Luisa ist vor sieben Jahren nach Wien gezogen und lebt jetzt in Köln. Auf die Frage, ob sie die Berge vermisst, antwortet sie: „Wenn ich ohne die Berge nicht leben könnte, wäre ich nicht vor mehr als sieben Jahren ins Flachland gezogen. Der Schritt hat mich allerdings erst dazu gebracht die Berge zu schätzen zu wissen. Davor: Hauptsache weg aus dieser Kleinstadt; Danach: Wunderschöner Heimaturlaub – ich will wandern, Snowboarden, Skifahren. Volles Programm, Bitte. Wie ich die Berge wahrnehme? Zuhause erfreue ich mich an der unglaublichen Schönheit.
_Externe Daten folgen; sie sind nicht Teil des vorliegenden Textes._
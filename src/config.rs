//! Typed model of the JSON configuration surface.
//!
//! The top-level object carries optional `image`, `text`, `dateTime`, and
//! `custom` arrays; each entry is an id plus the fields of the matching
//! overlay kind. Parsing is strict about types and lenient about omissions —
//! everything except the id and position has a default.

use std::path::PathBuf;
use std::sync::Arc;

use crate::foundation::error::{VosdError, VosdResult};
use crate::foundation::geometry::RotationPolicy;
use crate::overlay::spec::{CustomFormat, OverlaySpec, Placement, TextStyle};
use crate::pixel::buffer::{PixelFormat, Rgba8};

fn default_text_color() -> Rgba8 {
    Rgba8::WHITE
}

fn default_outline_color() -> Rgba8 {
    Rgba8::BLACK
}

fn default_font_size() -> f64 {
    24.0
}

fn default_line_thickness() -> u32 {
    1
}

fn default_font_weight() -> u32 {
    400
}

fn default_datetime_format() -> String {
    "%d-%m-%Y %H:%M:%S".to_string()
}

/// Parsed OSD configuration.
#[derive(Clone, Debug, Default, serde::Serialize, serde::Deserialize)]
pub struct OsdConfig {
    #[serde(default)]
    pub image: Vec<ImageEntry>,
    #[serde(default)]
    pub text: Vec<TextEntry>,
    #[serde(default, rename = "dateTime")]
    pub date_time: Vec<DateTimeEntry>,
    #[serde(default)]
    pub custom: Vec<CustomEntry>,
}

/// Position fields shared by every entry kind.
#[derive(Clone, Debug, serde::Serialize, serde::Deserialize)]
pub struct PlacementEntry {
    pub x: f64,
    pub y: f64,
    #[serde(default, rename = "z-index")]
    pub z_index: i32,
    #[serde(default)]
    pub angle: f64,
    #[serde(default, rename = "rotation-policy")]
    pub rotation_policy: RotationPolicy,
    #[serde(default, rename = "horizontal-alignment")]
    pub h_align: f64,
    #[serde(default, rename = "vertical-alignment")]
    pub v_align: f64,
}

impl From<&PlacementEntry> for Placement {
    fn from(e: &PlacementEntry) -> Self {
        Placement {
            x: e.x,
            y: e.y,
            z_index: e.z_index,
            angle: e.angle,
            rotation_policy: e.rotation_policy,
            h_align: e.h_align,
            v_align: e.v_align,
        }
    }
}

/// Text styling fields shared by `text` and `dateTime` entries.
#[derive(Clone, Debug, serde::Serialize, serde::Deserialize)]
pub struct TextStyleEntry {
    #[serde(default = "default_text_color", rename = "text-color")]
    pub text_color: Rgba8,
    #[serde(default, rename = "background-color")]
    pub background_color: Rgba8,
    #[serde(default, rename = "shadow-color")]
    pub shadow_color: Rgba8,
    #[serde(default, rename = "shadow-offset-x")]
    pub shadow_offset_x: i32,
    #[serde(default, rename = "shadow-offset-y")]
    pub shadow_offset_y: i32,
    #[serde(default, rename = "outline-size")]
    pub outline_size: u32,
    #[serde(default = "default_outline_color", rename = "outline-color")]
    pub outline_color: Rgba8,
    #[serde(default, rename = "font-path")]
    pub font_path: Option<PathBuf>,
    #[serde(default = "default_font_size", rename = "font-size")]
    pub font_size: f64,
    #[serde(default = "default_line_thickness", rename = "line-thickness")]
    pub line_thickness: u32,
    #[serde(default = "default_font_weight", rename = "font-weight")]
    pub font_weight: u32,
}

impl From<&TextStyleEntry> for TextStyle {
    fn from(e: &TextStyleEntry) -> Self {
        TextStyle {
            text_color: e.text_color,
            background_color: e.background_color,
            shadow_color: e.shadow_color,
            shadow_offset_x: e.shadow_offset_x,
            shadow_offset_y: e.shadow_offset_y,
            outline_size: e.outline_size,
            outline_color: e.outline_color,
            font_path: e.font_path.clone(),
            font_size: e.font_size,
            line_thickness: e.line_thickness,
            font_weight: e.font_weight,
        }
    }
}

#[derive(Clone, Debug, serde::Serialize, serde::Deserialize)]
pub struct ImageEntry {
    pub id: String,
    pub path: PathBuf,
    pub width: f64,
    pub height: f64,
    #[serde(flatten)]
    pub placement: PlacementEntry,
}

#[derive(Clone, Debug, serde::Serialize, serde::Deserialize)]
pub struct TextEntry {
    pub id: String,
    pub label: String,
    #[serde(flatten)]
    pub style: TextStyleEntry,
    #[serde(flatten)]
    pub placement: PlacementEntry,
}

#[derive(Clone, Debug, serde::Serialize, serde::Deserialize)]
pub struct DateTimeEntry {
    pub id: String,
    #[serde(default = "default_datetime_format")]
    pub format: String,
    #[serde(flatten)]
    pub style: TextStyleEntry,
    #[serde(flatten)]
    pub placement: PlacementEntry,
}

/// A `custom` entry declares geometry and format only; configs cannot carry
/// raw pixel data, so these start fully transparent until the caller
/// replaces them via `set_overlay`.
#[derive(Clone, Debug, serde::Serialize, serde::Deserialize)]
pub struct CustomEntry {
    pub id: String,
    pub format: CustomFormat,
    pub width: u32,
    pub height: u32,
    #[serde(flatten)]
    pub placement: PlacementEntry,
}

impl OsdConfig {
    /// Parse a JSON document into a config.
    pub fn from_json(json: &str) -> VosdResult<Self> {
        serde_json::from_str(json)
            .map_err(|e| VosdError::configuration(format!("malformed OSD config: {e}")))
    }

    /// Flatten into id/spec pairs in declaration order (images, text,
    /// date/time, custom).
    pub(crate) fn entries(&self) -> Vec<(String, OverlaySpec)> {
        let mut out = Vec::new();
        for e in &self.image {
            out.push((
                e.id.clone(),
                OverlaySpec::Image {
                    path: e.path.clone(),
                    width: e.width,
                    height: e.height,
                    placement: (&e.placement).into(),
                },
            ));
        }
        for e in &self.text {
            out.push((
                e.id.clone(),
                OverlaySpec::Text {
                    label: e.label.clone(),
                    style: (&e.style).into(),
                    placement: (&e.placement).into(),
                },
            ));
        }
        for e in &self.date_time {
            out.push((
                e.id.clone(),
                OverlaySpec::DateTime {
                    format: e.format.clone(),
                    style: (&e.style).into(),
                    placement: (&e.placement).into(),
                },
            ));
        }
        for e in &self.custom {
            let len = PixelFormat::from(e.format).buffer_len(e.width, e.height);
            out.push((
                e.id.clone(),
                OverlaySpec::Custom {
                    format: e.format,
                    width: e.width,
                    height: e.height,
                    data: Arc::new(vec![0u8; len]),
                    placement: (&e.placement).into(),
                },
            ));
        }
        out
    }
}

#[cfg(test)]
#[path = "../tests/unit/config.rs"]
mod tests;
Gleichzeitig habe ich das – wenn auch sehr geringe – Gefühl von Bedrängnis. Nicht unbedingt im negativen Sinn. Aber ich fühle mich eingeengt von den Gebirgszügen nördlich und südlich von Innsbruck.“
Dennoch geht sie sehr patriotisch an das Thema heran: „Passt ganz gut, weil ich gestern wieder mal die „Berge-Debatte“ mit meiner guten Freundin und Mitbewohnerin und Oberösterreicherin Barbara hatte. Ein Deutscher war auch anwesend. Meine Position: NUR IN TIROL GIBT ES BERGE; VORALPEN SIND KEINE BERGE UND, DASS IN OBERÖSTERREICH BERGE SEIN SOLLEN, DA FANG MA GARNIT ERST AN! Du kennst das vielleicht. Die Tatsache, dass die Barbara aus einem Ort kommt der auf 2000m Seehöhe liegt und es tatsächlich einen sogenannten Wintertourismus in diesem Bundesland gibt interessiert mich nicht.“
Catherin, die neun Monate in Holland verbringt, sieht das etwas anders: „Ich hätte mir nie gedacht, dass mir Berge einmal abgehen würden. Erst als ich dann das erste Mal im Ausland war, haben sie mich fasziniert und mir gefehlt. Nach ein paar Jahren sind sie für mich wieder gewöhnlich geworden. Seit 3 Monaten bin ich jetzt in den Niederlanden und vom ersten Moment an sind sie mir abgegangen. Ich muss sagen, die Niederlande sind ein anderes Extrem. So flach wie ein Pfannkuchen. Was ich an Bergen vermisse sind Erstens die wunderschönen Sonnenuntergänge und Zweitens der Überblick über alles. Es gibt keinen Punkt auf dem man mal auf alles herab blicken kann. Alles sieht dann so ungefährlich und klein aus. Und drittens wechselt das Wetter hier alle 2 Stunden und man hat nach Sturm innerhalb kürzester Zeit strahlend blauen Himmel! Der Regen kehrt aber IMMER ziemlich schnell zurück!“
Egal wie unterschiedlich man das Thema Berg sieht. Die Alpen prägen die Menschen. Sie prägen das Lebensgefühl, die Entscheidung wo man wohnt und erzeugen eine Bindung. Ich denke wenige Menschen in Innsbruck haben kein ganz besonderes, persönliches Bild, wenn sie die Nordkette sehen. Wie sie empor ragt und sich Tag für Tag in ihrem Anblick ändert. Einladend und klar, oder mystisch und wolkenverhangen. Unsere Landschaft prägt uns und wenige Landschaften prägen so sehr wie die Alpen.